TASK DIRECTIONS
Print the lines below exactly as written, with none missing.

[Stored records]
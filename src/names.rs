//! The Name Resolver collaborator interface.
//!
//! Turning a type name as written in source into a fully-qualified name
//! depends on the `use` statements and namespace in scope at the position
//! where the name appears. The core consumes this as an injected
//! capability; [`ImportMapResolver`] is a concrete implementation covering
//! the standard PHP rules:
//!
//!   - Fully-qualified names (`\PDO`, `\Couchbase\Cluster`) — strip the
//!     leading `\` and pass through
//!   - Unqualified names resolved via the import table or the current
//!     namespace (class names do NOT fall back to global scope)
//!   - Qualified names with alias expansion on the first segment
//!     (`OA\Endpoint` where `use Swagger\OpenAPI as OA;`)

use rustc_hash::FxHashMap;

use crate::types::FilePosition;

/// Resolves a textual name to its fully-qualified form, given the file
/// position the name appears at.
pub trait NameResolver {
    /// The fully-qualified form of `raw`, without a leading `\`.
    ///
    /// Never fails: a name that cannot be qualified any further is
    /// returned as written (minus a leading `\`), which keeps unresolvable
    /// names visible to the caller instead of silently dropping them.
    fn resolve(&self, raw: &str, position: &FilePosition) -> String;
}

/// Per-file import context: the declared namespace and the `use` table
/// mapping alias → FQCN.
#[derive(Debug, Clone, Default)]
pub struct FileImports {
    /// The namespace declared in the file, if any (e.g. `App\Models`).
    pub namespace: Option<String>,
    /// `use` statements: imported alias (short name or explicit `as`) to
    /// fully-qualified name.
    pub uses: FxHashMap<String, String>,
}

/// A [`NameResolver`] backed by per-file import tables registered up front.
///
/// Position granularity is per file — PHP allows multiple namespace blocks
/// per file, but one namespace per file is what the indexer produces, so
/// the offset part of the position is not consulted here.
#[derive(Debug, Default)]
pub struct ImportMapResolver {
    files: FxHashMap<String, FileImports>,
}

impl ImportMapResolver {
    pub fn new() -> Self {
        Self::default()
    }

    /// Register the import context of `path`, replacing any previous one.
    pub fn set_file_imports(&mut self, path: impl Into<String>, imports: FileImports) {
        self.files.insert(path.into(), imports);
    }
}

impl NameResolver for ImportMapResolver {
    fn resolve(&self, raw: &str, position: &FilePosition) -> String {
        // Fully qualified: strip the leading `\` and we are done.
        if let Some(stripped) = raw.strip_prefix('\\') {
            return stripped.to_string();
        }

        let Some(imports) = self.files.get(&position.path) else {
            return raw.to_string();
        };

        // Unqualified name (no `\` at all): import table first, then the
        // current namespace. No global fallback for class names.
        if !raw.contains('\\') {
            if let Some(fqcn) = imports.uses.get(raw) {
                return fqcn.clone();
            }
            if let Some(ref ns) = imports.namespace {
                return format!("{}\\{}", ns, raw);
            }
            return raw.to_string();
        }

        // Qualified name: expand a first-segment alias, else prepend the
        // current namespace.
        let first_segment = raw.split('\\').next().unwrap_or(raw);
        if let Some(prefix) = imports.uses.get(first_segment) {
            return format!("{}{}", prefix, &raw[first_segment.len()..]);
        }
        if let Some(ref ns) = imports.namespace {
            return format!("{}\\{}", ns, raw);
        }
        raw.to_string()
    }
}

PROBLEM SOLUTION
filename src/names.rs
//! The Name Resolver collaborator interface.
//!
//! Turning a type name as written in source into a fully-qualified name
//! depends on the `use` statements and namespace in scope at the position
//! where the name appears. The core consumes this as an injected
//! capability; [`ImportMapResolver`] is a concrete implementation covering
//! the standard PHP rules:
//!
//!   - Fully-qualified names (`\PDO`, `\Couchbase\Cluster`) — strip the
//!     leading `\` and pass through
//!   - Unqualified names resolved via the import table or the current
//!     namespace (class names do NOT fall back to global scope)
//!   - Qualified names with alias expansion on the first segment
//!     (`OA\Endpoint` where `use Swagger\OpenAPI as OA;`)

use rustc_hash::FxHashMap;

use crate::types::FilePosition;

/// Resolves a textual name to its fully-qualified form, given the file
/// position the name appears at.
pub trait NameResolver {
    /// The fully-qualified form of `raw`, without a leading `\`.
    ///
    /// Never fails: a name that cannot be qualified any further is
    /// returned as written (minus a leading `\`), which keeps unresolvable
    /// names visible to the caller instead of silently dropping them.
    fn resolve(&self, raw: &str, position: &FilePosition) -> String;
}

/// Per-file import context: the declared namespace and the `use` table
/// mapping alias → FQCN.
#[derive(Debug, Clone, Default)]
pub struct FileImports {
    /// The namespace declared in the file, if any (e.g. `App\Models`).
    pub namespace: Option<String>,
    /// `use` statements: imported alias (short name or explicit `as`) to
    /// fully-qualified name.
    pub uses: FxHashMap<String, String>,
}

/// A [`NameResolver`] backed by per-file import tables registered up front.
///
/// Position granularity is per file — PHP allows multiple namespace blocks
/// per file, but one namespace per file is what the indexer produces, so
/// the offset part of the position is not consulted here.
#[derive(Debug, Default)]
pub struct ImportMapResolver {
    files: FxHashMap<String, FileImports>,
}

impl ImportMapResolver {
    pub fn new() -> Self {
        Self::default()
    }

    /// Register the import context of `path`, replacing any previous one.
    pub fn set_file_imports(&mut self, path: impl Into<String>, imports: FileImports) {
        self.files.insert(path.into(), imports);
    }
}

impl NameResolver for ImportMapResolver {
    fn resolve(&self, raw: &str, position: &FilePosition) -> String {
        // Fully qualified: strip the leading `\` and we are done.
        if let Some(stripped) = raw.strip_prefix('\\') {
            return stripped.to_string();
        }

        let Some(imports) = self.files.get(&position.path) else {
            return raw.to_string();
        };

        // Unqualified name (no `\` at all): import table first, then the
        // current namespace. No global fallback for class names.
        if !raw.contains('\\') {
            if let Some(fqcn) = imports.uses.get(raw) {
                return fqcn.clone();
            }
            if let Some(ref ns) = imports.namespace {
                return format!("{}\\{}", ns, raw);
            }
            return raw.to_string();
        }

        // Qualified name: expand a first-segment alias, else prepend the
        // current namespace.
        let first_segment = raw.split('\\').next().unwrap_or(raw);
        if let Some(prefix) = imports.uses.get(first_segment) {
            return format!("{}{}", prefix, &raw[first_segment.len()..]);
        }
        if let Some(ref ns) = imports.namespace {
            return format!("{}\\{}", ns, raw);
        }
        raw.to_string()
    }
}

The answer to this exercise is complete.